On 10/07/18 19:04, Christoph Hellwig wrote:
On Tue, Jul 10, 2018 at 06:17:16PM +0100, Robin Murphy wrote:
diff --git a/kernel/dma/direct.c b/kernel/dma/direct.c
index 8be8106270c2..95e185347e34 100644
--- a/kernel/dma/direct.c
+++ b/kernel/dma/direct.c
@@ -183,7 +183,7 @@ int dma_direct_supported(struct device *dev, u64 mask)
* Various PCI/PCIe bridges have broken support for > 32bit DMA even
* if the device itself might support it.
*/
- if (dev->dma_32bit_limit && mask > DMA_BIT_MASK(32))
+ if (dev->bus_dma_mask && mask > dev->bus_dma_mask)
return 0;
The comment above this check needs an updated (or just be removed).
Right, I'll give it a tweak. I could also do with actually getting the
field name correct in via_no_dac_cb()...
Also we still have a few architectures not using dma-direct. I guess
most were doing fine without such limits anyway, but at least arm
will probably need an equivalent check.
Indeed, once we've found an approach that everyone's happy with we can
have a more thorough audit of exactly where else it needs to be applied.

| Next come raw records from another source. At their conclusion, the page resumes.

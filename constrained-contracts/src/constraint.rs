//! Constraint sets and membership testing
//!
//! A [`ConstraintSet`] is an ordered list of [`Check`]s. A candidate value is a
//! member of the set when every check accepts it. Checks are tried in order
//! and testing stops at the first rejection, so later checks may rely on
//! earlier ones (e.g. a type check ahead of an arithmetic check).

use std::fmt;
use std::sync::Arc;

use constrained_core::{Value, ValueResult};
use tracing::{debug, trace};

use crate::condition::{Invariant, Postcondition, Precondition, Target};
use crate::evaluator;
use crate::expr::Expr;
use crate::field::ConstrainedField;

/// Fallible predicate over a candidate value
pub type PredicateFn = dyn Fn(&Value) -> ValueResult<bool> + Send + Sync;

/// A single membership test
#[derive(Clone)]
pub enum Check {
    /// Arbitrary predicate, optionally named for diagnostics
    Predicate {
        name: Option<String>,
        function: Arc<PredicateFn>,
    },

    /// Recorded expression; accepted when its result is truthy
    Expr(Expr),

    /// Nested constraint set; accepted when the candidate is a member
    Set(ConstraintSet),
}

impl Check {
    /// Wrap an infallible predicate
    pub fn predicate<F>(function: F) -> Self
    where
        F: Fn(&Value) -> bool + Send + Sync + 'static,
    {
        Check::Predicate {
            name: None,
            function: Arc::new(move |value: &Value| Ok(function(value))),
        }
    }

    /// Wrap a predicate whose failures propagate to the caller
    pub fn fallible<F>(function: F) -> Self
    where
        F: Fn(&Value) -> ValueResult<bool> + Send + Sync + 'static,
    {
        Check::Predicate {
            name: None,
            function: Arc::new(function),
        }
    }

    /// Attach a diagnostic name. Only predicates carry one.
    pub fn named(self, name: impl Into<String>) -> Self {
        match self {
            Check::Predicate { function, .. } => Check::Predicate {
                name: Some(name.into()),
                function,
            },
            other => other,
        }
    }

    /// Test a candidate against this check
    pub fn is_satisfied_by(&self, candidate: &Value) -> ValueResult<bool> {
        match self {
            Check::Predicate { function, .. } => function(candidate),
            Check::Expr(expr) => evaluator::evaluate_condition(expr, candidate),
            Check::Set(set) => set.is_member(candidate),
        }
    }
}

impl fmt::Debug for Check {
    fn fmt(&self, f: &mut fmt::Formatter<'_>) -> fmt::Result {
        match self {
            Check::Predicate { name, .. } => f.debug_struct("Predicate").field("name", name).finish(),
            Check::Expr(expr) => f.debug_tuple("Expr").field(&expr.to_string()).finish(),
            Check::Set(set) => f.debug_tuple("Set").field(set).finish(),
        }
    }
}

impl fmt::Display for Check {
    fn fmt(&self, f: &mut fmt::Formatter<'_>) -> fmt::Result {
        match self {
            Check::Predicate { name: Some(name), .. } => write!(f, "{}", name),
            Check::Predicate { name: None, .. } => write!(f, "<predicate>"),
            Check::Expr(expr) => write!(f, "{}", expr),
            Check::Set(set) => write!(f, "{}", set),
        }
    }
}

impl From<Expr> for Check {
    fn from(expr: Expr) -> Self {
        Check::Expr(expr)
    }
}

impl From<&Expr> for Check {
    fn from(expr: &Expr) -> Self {
        Check::Expr(expr.clone())
    }
}

impl From<ConstraintSet> for Check {
    fn from(set: ConstraintSet) -> Self {
        Check::Set(set)
    }
}

impl From<&ConstraintSet> for Check {
    fn from(set: &ConstraintSet) -> Self {
        Check::Set(set.clone())
    }
}

struct Inner {
    name: Option<String>,
    checks: Vec<Check>,
}

/// An immutable, cheaply cloneable set of checks
///
/// Clones share the same checks, so a set can be handed to several
/// conditions or fields and tested from several threads.
#[derive(Clone)]
pub struct ConstraintSet {
    inner: Arc<Inner>,
}

impl ConstraintSet {
    /// Create a set from checks, tested in the given order
    pub fn new<I, C>(checks: I) -> Self
    where
        I: IntoIterator<Item = C>,
        C: Into<Check>,
    {
        Self {
            inner: Arc::new(Inner {
                name: None,
                checks: checks.into_iter().map(Into::into).collect(),
            }),
        }
    }

    /// The set with no checks; every value is a member
    pub fn empty() -> Self {
        Self::new(Vec::<Check>::new())
    }

    /// A copy of this set carrying a diagnostic name
    pub fn with_name(&self, name: impl Into<String>) -> Self {
        Self {
            inner: Arc::new(Inner {
                name: Some(name.into()),
                checks: self.inner.checks.clone(),
            }),
        }
    }

    pub fn name(&self) -> Option<&str> {
        self.inner.name.as_deref()
    }

    pub fn checks(&self) -> &[Check] {
        &self.inner.checks
    }

    pub fn len(&self) -> usize {
        self.inner.checks.len()
    }

    pub fn is_empty(&self) -> bool {
        self.inner.checks.is_empty()
    }

    /// Whether `candidate` satisfies every check
    pub fn is_member(&self, candidate: &Value) -> ValueResult<bool> {
        Ok(self.first_failure(candidate)?.is_none())
    }

    /// Position of the first check rejecting `candidate`
    ///
    /// Checks after the first rejection are not run. An error from a check
    /// aborts the test and is returned as is.
    pub fn first_failure(&self, candidate: &Value) -> ValueResult<Option<usize>> {
        for (index, check) in self.inner.checks.iter().enumerate() {
            let accepted = check.is_satisfied_by(candidate)?;
            trace!("Check {} on {}: {}", check, candidate, accepted);
            if !accepted {
                debug!("{} rejected by {}", candidate, check);
                return Ok(Some(index));
            }
        }
        Ok(None)
    }

    /// Description of the check at `index`, prefixed by the set name if any
    pub fn describe(&self, index: usize) -> Option<String> {
        let check = self.inner.checks.get(index)?;
        Some(match &self.inner.name {
            Some(name) => format!("{}: {}", name, check),
            None => check.to_string(),
        })
    }

    /// Precondition guarding the value produced by `target`
    pub fn precondition(&self, target: impl Into<Target>) -> Precondition {
        Precondition::new(self.clone(), target)
    }

    /// Postcondition guarding the value produced by `target`
    pub fn postcondition(&self, target: impl Into<Target>) -> Postcondition {
        Postcondition::new(self.clone(), target)
    }

    /// Invariant guarding the value produced by `target`
    pub fn invariant(&self, target: impl Into<Target>) -> Invariant {
        Invariant::new(self.clone(), target)
    }

    /// An empty field restricted to members of this set
    pub fn field(&self) -> ConstrainedField {
        ConstrainedField::new(self.clone())
    }
}

impl Default for ConstraintSet {
    fn default() -> Self {
        Self::empty()
    }
}

impl fmt::Debug for ConstraintSet {
    fn fmt(&self, f: &mut fmt::Formatter<'_>) -> fmt::Result {
        f.debug_struct("ConstraintSet")
            .field("name", &self.inner.name)
            .field("checks", &self.inner.checks)
            .finish()
    }
}

impl fmt::Display for ConstraintSet {
    fn fmt(&self, f: &mut fmt::Formatter<'_>) -> fmt::Result {
        if let Some(name) = &self.inner.name {
            return write!(f, "{}", name);
        }
        write!(f, "{{")?;
        for (i, check) in self.inner.checks.iter().enumerate() {
            if i > 0 {
                write!(f, ", ")?;
            }
            write!(f, "{}", check)?;
        }
        write!(f, "}}")
    }
}

/// Build a [`ConstraintSet`] from expressions, checks or nested sets
///
/// ```
/// use constrained_contracts::{constraints, util, Expr};
/// use constrained_core::{Value, ValueType};
///
/// let x = Expr::root();
/// let positive_int = constraints![util::is_instance(ValueType::Integer), x.gt(0)];
///
/// assert_eq!(positive_int.is_member(&Value::Integer(3)), Ok(true));
/// assert_eq!(positive_int.is_member(&Value::from("3")), Ok(false));
/// ```
#[macro_export]
macro_rules! constraints {
    () => {
        $crate::ConstraintSet::empty()
    };
    ($($check:expr),+ $(,)?) => {
        $crate::ConstraintSet::new(::std::vec![$($crate::Check::from($check)),+])
    };
}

FWIW I'm not aware of any 32-bit Arm systems affected by this*, but if
they do exist then at least there's no risk of regression since they've
always been busted.
Robin.
* Not counting the somewhat-similar StrongArm DMA controller bug where
one bit in the *middle* of the mask is unusable. Let's keep that
confined to the Arm dmabounce code and never speak of it...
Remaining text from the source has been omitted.